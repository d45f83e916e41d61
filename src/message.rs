//! Publish payload: raw bytes plus named metric metadata.
//!
//! [`Payload`] is the bytes-with-metadata value handed to the publish
//! capability. It carries an optional wall-clock timestamp, an ordered map of
//! named metrics and an optional raw body. The registry and notifiers treat
//! it as opaque; only the application and the transport interpret it.
//!
//! ## Example
//! ```rust
//! use edgelink::{MetricValue, Payload};
//!
//! let payload = Payload::now()
//!     .with_metric("temperature_internal", MetricValue::F32(20.5))
//!     .with_metric("error_code", MetricValue::I32(0));
//!
//! assert_eq!(payload.metric("error_code"), Some(&MetricValue::I32(0)));
//! ```

use std::collections::BTreeMap;
use std::time::SystemTime;

/// A single typed metric value attached to a [`Payload`].
#[derive(Debug, Clone, PartialEq)]
pub enum MetricValue {
    I32(i32),
    I64(i64),
    F32(f32),
    F64(f64),
    Bool(bool),
    String(String),
    Bytes(Vec<u8>),
}

/// Publish payload: optional timestamp, named metrics, optional raw body.
///
/// Metrics are kept in a `BTreeMap` so iteration order is deterministic.
#[derive(Debug, Clone, Default, PartialEq)]
pub struct Payload {
    timestamp: Option<SystemTime>,
    metrics: BTreeMap<String, MetricValue>,
    body: Option<Vec<u8>>,
}

impl Payload {
    /// Creates an empty payload with no timestamp.
    pub fn new() -> Self {
        Self::default()
    }

    /// Creates an empty payload stamped with the current wall-clock time.
    pub fn now() -> Self {
        Self {
            timestamp: Some(SystemTime::now()),
            ..Self::default()
        }
    }

    /// Sets the timestamp.
    #[inline]
    pub fn with_timestamp(mut self, at: SystemTime) -> Self {
        self.timestamp = Some(at);
        self
    }

    /// Adds or replaces a named metric.
    #[inline]
    pub fn with_metric(mut self, name: impl Into<String>, value: MetricValue) -> Self {
        self.metrics.insert(name.into(), value);
        self
    }

    /// Sets the raw body bytes.
    #[inline]
    pub fn with_body(mut self, body: impl Into<Vec<u8>>) -> Self {
        self.body = Some(body.into());
        self
    }

    /// Returns the timestamp, if set.
    pub fn timestamp(&self) -> Option<SystemTime> {
        self.timestamp
    }

    /// Returns the metric with the given name, if present.
    pub fn metric(&self, name: &str) -> Option<&MetricValue> {
        self.metrics.get(name)
    }

    /// Iterates over all metrics in name order.
    pub fn metrics(&self) -> impl Iterator<Item = (&str, &MetricValue)> {
        self.metrics.iter().map(|(k, v)| (k.as_str(), v))
    }

    /// Returns the raw body, if set.
    pub fn body(&self) -> Option<&[u8]> {
        self.body.as_deref()
    }
}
_ _ _ _ _
WORK TASK: Copy out each line of the records where the string "BTreeMap" appears.

YOUR SOLUTION:
use std::collections::BTreeMap;
/// Metrics are kept in a `BTreeMap` so iteration order is deterministic.
    metrics: BTreeMap<String, MetricValue>,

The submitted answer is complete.